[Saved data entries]
---*---

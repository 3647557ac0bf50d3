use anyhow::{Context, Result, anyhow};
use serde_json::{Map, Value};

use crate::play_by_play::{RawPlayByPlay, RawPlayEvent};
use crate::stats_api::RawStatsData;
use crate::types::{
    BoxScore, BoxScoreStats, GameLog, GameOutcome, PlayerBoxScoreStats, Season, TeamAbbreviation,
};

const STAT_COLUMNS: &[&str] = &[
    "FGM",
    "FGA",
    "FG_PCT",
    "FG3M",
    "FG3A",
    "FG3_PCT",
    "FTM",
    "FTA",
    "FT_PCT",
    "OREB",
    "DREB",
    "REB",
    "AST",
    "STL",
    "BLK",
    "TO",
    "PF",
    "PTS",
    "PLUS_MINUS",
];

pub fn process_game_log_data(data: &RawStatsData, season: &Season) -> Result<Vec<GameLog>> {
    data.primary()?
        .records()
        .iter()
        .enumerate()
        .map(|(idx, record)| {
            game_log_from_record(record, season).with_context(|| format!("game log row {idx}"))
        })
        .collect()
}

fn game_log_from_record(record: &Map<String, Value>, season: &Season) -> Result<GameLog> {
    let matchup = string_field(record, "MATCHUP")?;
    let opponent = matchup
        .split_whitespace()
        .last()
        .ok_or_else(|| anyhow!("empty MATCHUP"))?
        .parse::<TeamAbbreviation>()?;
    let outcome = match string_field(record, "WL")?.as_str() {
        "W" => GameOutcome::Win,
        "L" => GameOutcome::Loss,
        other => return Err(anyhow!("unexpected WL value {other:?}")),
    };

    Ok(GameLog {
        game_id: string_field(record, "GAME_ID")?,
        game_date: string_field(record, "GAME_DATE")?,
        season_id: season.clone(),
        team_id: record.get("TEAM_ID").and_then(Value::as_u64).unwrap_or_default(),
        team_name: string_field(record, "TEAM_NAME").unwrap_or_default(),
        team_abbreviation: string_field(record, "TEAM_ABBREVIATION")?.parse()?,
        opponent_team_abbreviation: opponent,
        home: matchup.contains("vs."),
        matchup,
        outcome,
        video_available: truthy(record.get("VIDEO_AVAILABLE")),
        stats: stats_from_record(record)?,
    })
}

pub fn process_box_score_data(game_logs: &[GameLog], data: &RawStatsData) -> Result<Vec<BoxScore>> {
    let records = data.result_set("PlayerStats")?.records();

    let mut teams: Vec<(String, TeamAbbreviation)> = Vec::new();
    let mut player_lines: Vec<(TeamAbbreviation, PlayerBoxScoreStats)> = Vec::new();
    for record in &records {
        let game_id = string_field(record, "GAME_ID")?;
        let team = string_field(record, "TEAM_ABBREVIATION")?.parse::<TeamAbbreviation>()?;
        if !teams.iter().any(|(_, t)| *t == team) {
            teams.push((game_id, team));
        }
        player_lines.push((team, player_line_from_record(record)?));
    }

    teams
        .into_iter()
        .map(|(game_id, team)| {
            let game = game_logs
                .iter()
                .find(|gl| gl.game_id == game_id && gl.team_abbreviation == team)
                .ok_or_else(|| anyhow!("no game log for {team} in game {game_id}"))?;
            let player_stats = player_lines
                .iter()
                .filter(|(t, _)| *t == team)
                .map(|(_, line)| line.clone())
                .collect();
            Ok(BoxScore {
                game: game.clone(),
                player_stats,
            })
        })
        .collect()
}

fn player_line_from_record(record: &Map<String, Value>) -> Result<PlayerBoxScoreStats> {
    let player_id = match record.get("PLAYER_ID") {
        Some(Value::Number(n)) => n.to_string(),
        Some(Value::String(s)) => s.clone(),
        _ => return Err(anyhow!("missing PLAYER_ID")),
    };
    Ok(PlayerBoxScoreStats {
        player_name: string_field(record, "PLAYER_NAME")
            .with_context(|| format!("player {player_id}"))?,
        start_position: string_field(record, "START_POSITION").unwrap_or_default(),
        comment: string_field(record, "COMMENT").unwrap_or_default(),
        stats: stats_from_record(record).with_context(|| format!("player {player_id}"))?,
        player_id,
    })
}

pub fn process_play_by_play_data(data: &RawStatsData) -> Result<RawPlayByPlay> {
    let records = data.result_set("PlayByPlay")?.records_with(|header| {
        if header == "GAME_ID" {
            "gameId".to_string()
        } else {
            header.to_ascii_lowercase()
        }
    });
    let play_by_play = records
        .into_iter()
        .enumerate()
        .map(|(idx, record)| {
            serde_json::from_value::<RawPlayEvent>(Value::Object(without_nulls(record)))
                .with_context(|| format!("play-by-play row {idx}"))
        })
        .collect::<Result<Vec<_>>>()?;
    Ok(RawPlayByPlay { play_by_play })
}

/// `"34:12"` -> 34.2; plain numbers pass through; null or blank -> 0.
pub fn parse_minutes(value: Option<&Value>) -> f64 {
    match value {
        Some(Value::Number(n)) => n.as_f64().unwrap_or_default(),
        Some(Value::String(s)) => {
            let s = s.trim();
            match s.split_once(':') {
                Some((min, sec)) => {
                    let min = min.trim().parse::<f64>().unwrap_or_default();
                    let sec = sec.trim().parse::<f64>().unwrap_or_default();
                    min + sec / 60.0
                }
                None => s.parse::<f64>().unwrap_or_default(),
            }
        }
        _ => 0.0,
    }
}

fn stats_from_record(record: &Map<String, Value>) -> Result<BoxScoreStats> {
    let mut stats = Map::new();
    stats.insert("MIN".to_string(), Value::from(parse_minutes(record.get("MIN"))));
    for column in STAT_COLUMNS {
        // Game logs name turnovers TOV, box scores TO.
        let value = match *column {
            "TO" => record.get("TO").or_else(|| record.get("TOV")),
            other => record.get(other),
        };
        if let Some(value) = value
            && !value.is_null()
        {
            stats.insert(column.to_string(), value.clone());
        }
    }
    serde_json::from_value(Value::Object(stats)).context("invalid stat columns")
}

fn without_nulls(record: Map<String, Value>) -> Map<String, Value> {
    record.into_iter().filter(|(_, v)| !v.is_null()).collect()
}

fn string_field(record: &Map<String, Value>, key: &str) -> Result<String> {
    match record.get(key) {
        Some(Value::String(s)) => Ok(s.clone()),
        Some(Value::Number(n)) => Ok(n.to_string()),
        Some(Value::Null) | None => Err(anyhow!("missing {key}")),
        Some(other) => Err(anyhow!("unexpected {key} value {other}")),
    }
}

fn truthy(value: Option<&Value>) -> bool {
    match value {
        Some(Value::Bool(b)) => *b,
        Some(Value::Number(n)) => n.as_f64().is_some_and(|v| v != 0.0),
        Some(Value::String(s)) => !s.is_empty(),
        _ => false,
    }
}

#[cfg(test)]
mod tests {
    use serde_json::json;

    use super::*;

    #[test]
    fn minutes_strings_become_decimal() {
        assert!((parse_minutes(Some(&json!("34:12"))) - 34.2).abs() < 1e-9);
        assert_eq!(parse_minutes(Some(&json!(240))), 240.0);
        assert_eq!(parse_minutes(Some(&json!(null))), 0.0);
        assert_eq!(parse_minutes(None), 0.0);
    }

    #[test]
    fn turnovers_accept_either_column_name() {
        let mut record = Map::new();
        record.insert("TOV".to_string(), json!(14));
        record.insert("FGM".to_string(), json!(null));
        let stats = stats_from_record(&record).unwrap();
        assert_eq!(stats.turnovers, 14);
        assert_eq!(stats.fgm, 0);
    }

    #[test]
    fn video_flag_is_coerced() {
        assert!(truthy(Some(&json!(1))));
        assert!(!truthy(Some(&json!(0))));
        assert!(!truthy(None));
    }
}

---*---

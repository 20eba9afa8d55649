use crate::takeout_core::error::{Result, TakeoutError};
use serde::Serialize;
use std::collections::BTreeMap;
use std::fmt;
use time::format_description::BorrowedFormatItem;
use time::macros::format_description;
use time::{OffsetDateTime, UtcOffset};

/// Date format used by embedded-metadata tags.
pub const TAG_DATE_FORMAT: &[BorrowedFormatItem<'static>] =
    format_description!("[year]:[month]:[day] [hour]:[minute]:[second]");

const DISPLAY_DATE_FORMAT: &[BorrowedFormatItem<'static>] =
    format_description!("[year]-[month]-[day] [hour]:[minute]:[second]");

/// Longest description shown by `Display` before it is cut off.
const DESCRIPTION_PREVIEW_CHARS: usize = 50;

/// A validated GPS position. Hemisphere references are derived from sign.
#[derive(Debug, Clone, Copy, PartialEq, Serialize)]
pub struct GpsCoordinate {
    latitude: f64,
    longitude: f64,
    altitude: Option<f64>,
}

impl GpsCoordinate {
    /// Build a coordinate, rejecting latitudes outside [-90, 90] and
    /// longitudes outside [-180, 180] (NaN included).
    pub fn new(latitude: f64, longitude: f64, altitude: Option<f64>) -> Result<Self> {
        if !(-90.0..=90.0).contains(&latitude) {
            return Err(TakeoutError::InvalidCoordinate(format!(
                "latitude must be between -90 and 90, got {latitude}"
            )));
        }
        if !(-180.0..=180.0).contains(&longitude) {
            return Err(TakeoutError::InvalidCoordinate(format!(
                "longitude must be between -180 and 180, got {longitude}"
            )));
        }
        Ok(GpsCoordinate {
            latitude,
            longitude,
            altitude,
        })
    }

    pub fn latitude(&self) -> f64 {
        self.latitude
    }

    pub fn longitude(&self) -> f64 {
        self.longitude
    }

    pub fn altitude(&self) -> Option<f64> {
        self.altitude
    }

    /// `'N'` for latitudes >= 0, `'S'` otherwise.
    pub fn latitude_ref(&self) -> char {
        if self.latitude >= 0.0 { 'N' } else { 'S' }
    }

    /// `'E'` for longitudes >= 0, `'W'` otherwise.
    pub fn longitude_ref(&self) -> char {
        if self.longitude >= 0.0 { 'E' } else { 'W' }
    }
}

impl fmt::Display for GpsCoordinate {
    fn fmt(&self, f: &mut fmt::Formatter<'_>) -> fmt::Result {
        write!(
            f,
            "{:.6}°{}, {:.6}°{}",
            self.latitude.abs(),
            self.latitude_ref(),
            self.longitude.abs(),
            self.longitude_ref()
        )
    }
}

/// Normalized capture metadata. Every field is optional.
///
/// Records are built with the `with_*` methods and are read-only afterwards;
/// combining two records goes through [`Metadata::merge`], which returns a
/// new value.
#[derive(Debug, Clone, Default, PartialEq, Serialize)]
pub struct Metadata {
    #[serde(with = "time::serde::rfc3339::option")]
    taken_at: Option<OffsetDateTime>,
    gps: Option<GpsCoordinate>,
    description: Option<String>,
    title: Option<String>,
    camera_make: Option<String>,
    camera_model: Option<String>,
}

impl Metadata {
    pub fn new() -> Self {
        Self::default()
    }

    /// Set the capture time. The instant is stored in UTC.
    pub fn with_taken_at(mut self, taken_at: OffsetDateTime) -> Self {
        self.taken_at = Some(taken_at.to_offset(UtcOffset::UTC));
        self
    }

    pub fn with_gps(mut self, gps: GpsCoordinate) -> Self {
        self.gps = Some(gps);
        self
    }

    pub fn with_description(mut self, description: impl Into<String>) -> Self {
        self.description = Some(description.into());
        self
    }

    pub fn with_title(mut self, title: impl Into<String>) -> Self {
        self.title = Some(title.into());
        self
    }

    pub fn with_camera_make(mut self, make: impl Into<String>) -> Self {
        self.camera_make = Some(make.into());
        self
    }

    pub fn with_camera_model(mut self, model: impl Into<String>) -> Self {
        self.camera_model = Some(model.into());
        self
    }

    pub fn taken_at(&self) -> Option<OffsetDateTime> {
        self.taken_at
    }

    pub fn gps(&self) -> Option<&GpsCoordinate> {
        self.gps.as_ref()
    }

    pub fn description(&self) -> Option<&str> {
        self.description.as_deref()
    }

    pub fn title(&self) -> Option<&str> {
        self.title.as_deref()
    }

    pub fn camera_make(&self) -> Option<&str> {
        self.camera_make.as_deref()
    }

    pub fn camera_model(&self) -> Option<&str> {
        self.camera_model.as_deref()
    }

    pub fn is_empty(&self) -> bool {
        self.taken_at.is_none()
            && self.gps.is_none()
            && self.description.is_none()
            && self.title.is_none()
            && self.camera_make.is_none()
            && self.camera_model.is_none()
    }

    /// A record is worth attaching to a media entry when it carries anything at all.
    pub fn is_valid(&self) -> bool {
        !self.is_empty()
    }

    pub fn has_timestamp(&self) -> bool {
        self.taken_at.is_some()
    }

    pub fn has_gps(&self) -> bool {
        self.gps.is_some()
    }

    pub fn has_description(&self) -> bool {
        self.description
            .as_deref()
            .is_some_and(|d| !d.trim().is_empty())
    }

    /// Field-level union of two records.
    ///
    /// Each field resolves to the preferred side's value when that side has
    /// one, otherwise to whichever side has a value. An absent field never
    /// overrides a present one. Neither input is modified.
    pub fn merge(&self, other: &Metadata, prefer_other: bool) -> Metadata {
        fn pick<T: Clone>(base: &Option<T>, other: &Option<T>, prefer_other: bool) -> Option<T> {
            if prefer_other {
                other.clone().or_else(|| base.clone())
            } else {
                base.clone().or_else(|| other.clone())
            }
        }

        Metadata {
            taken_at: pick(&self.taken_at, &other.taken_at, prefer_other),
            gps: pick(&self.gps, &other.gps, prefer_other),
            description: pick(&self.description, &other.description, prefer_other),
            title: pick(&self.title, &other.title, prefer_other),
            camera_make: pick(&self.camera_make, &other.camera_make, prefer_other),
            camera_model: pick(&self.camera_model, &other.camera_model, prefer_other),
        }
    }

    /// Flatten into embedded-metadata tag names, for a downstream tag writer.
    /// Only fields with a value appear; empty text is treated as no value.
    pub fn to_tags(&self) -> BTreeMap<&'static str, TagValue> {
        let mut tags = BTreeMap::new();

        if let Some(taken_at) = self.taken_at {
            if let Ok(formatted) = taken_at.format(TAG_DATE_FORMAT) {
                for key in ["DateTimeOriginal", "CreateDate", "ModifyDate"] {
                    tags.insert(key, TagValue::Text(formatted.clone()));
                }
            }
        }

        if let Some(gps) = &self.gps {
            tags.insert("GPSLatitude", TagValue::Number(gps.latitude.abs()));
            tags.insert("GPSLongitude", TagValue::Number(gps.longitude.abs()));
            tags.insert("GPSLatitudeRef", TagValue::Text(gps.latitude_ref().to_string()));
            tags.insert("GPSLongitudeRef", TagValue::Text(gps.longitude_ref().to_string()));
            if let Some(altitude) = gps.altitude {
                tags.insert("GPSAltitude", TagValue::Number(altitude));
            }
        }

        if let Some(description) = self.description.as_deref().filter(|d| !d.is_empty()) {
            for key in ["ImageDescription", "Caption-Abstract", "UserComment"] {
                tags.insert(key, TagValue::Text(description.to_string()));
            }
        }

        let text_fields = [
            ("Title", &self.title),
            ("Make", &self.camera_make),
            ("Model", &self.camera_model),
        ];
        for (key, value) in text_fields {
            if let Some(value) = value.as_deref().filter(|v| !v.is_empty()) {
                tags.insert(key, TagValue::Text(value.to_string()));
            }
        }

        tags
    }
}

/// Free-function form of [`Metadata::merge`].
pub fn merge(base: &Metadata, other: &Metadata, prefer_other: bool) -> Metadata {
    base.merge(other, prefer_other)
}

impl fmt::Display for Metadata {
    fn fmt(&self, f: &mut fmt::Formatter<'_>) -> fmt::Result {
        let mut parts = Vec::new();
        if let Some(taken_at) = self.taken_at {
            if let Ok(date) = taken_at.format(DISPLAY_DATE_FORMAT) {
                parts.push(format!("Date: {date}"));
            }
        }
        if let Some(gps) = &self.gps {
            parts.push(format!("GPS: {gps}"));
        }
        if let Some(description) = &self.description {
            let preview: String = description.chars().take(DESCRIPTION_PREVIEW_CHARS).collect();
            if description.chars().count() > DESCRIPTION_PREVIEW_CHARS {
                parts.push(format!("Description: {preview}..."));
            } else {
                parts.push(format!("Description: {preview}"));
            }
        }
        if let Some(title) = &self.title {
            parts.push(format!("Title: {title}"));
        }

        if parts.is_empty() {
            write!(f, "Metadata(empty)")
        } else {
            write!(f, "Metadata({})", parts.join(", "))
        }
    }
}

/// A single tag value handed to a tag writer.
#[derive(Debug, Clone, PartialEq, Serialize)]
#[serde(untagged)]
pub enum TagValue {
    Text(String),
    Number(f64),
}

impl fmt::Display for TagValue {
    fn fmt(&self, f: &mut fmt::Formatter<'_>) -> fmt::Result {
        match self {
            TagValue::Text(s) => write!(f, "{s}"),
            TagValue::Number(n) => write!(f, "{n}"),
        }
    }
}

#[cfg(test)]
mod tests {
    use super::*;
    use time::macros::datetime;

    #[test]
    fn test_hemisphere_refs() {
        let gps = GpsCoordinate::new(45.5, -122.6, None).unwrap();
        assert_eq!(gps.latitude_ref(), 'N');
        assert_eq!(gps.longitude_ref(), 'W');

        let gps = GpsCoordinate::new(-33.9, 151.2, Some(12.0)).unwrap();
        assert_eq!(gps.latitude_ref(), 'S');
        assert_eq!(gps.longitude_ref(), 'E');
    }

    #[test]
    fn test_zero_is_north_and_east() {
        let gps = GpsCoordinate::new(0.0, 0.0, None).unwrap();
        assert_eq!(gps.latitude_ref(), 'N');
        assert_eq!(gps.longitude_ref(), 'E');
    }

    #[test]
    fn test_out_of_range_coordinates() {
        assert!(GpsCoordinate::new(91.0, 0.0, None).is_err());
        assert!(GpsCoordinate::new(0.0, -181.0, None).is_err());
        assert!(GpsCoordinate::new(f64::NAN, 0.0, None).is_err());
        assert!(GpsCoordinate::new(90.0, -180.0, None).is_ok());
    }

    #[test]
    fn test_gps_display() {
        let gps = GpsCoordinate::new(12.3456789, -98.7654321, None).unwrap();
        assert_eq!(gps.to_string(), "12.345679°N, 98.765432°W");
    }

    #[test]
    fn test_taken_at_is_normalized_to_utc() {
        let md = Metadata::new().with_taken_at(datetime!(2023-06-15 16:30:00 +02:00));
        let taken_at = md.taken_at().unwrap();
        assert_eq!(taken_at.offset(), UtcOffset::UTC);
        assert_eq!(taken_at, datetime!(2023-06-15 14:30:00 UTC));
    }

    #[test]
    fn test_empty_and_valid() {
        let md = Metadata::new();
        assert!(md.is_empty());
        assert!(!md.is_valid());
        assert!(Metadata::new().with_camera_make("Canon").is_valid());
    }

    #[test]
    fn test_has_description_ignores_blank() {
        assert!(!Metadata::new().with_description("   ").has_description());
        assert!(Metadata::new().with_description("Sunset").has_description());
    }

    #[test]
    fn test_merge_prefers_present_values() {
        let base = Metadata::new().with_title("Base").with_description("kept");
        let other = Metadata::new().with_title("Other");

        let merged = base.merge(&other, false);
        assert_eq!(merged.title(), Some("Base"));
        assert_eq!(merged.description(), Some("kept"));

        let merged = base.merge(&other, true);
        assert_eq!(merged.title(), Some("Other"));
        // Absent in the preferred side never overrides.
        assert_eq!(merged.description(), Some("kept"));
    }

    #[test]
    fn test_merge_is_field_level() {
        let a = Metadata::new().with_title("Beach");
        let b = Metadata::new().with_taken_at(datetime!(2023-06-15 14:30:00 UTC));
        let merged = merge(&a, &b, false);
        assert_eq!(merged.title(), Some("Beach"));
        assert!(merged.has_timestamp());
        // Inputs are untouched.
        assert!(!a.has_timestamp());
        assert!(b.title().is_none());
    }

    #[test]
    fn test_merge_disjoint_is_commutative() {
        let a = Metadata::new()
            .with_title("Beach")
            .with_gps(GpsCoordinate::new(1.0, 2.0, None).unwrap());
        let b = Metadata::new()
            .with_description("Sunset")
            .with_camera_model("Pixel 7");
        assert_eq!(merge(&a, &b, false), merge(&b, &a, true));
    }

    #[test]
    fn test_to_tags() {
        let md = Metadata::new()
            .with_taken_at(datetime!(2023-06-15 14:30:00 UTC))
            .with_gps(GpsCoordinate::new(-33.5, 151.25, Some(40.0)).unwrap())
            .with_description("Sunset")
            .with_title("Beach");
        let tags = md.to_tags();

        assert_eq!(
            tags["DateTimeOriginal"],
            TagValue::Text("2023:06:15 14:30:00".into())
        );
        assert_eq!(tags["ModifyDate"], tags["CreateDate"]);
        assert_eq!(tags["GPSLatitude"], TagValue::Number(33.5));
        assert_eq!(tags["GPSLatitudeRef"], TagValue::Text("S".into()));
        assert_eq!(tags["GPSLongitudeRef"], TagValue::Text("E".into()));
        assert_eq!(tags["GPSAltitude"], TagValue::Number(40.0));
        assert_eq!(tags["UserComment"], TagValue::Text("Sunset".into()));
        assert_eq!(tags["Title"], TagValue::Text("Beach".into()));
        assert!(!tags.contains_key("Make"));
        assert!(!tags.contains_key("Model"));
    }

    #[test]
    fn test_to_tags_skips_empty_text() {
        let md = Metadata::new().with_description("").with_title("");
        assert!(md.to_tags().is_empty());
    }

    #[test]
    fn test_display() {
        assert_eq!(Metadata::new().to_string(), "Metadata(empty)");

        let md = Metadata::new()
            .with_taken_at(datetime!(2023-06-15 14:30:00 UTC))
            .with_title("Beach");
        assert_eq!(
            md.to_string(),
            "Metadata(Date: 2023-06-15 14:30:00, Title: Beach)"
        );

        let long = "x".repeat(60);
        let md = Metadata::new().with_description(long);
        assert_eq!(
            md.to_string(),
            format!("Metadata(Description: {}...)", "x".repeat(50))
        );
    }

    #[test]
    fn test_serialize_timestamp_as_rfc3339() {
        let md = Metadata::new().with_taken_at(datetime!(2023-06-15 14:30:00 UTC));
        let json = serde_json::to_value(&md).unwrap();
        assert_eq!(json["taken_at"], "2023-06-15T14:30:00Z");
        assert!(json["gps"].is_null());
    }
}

---*---

Work instructions. Wherever the string "teams" appears in a line of the records, copy that line.

Response box.
    let mut teams: Vec<(String, TeamAbbreviation)> = Vec::new();
        if !teams.iter().any(|(_, t)| *t == team) {
            teams.push((game_id, team));
    teams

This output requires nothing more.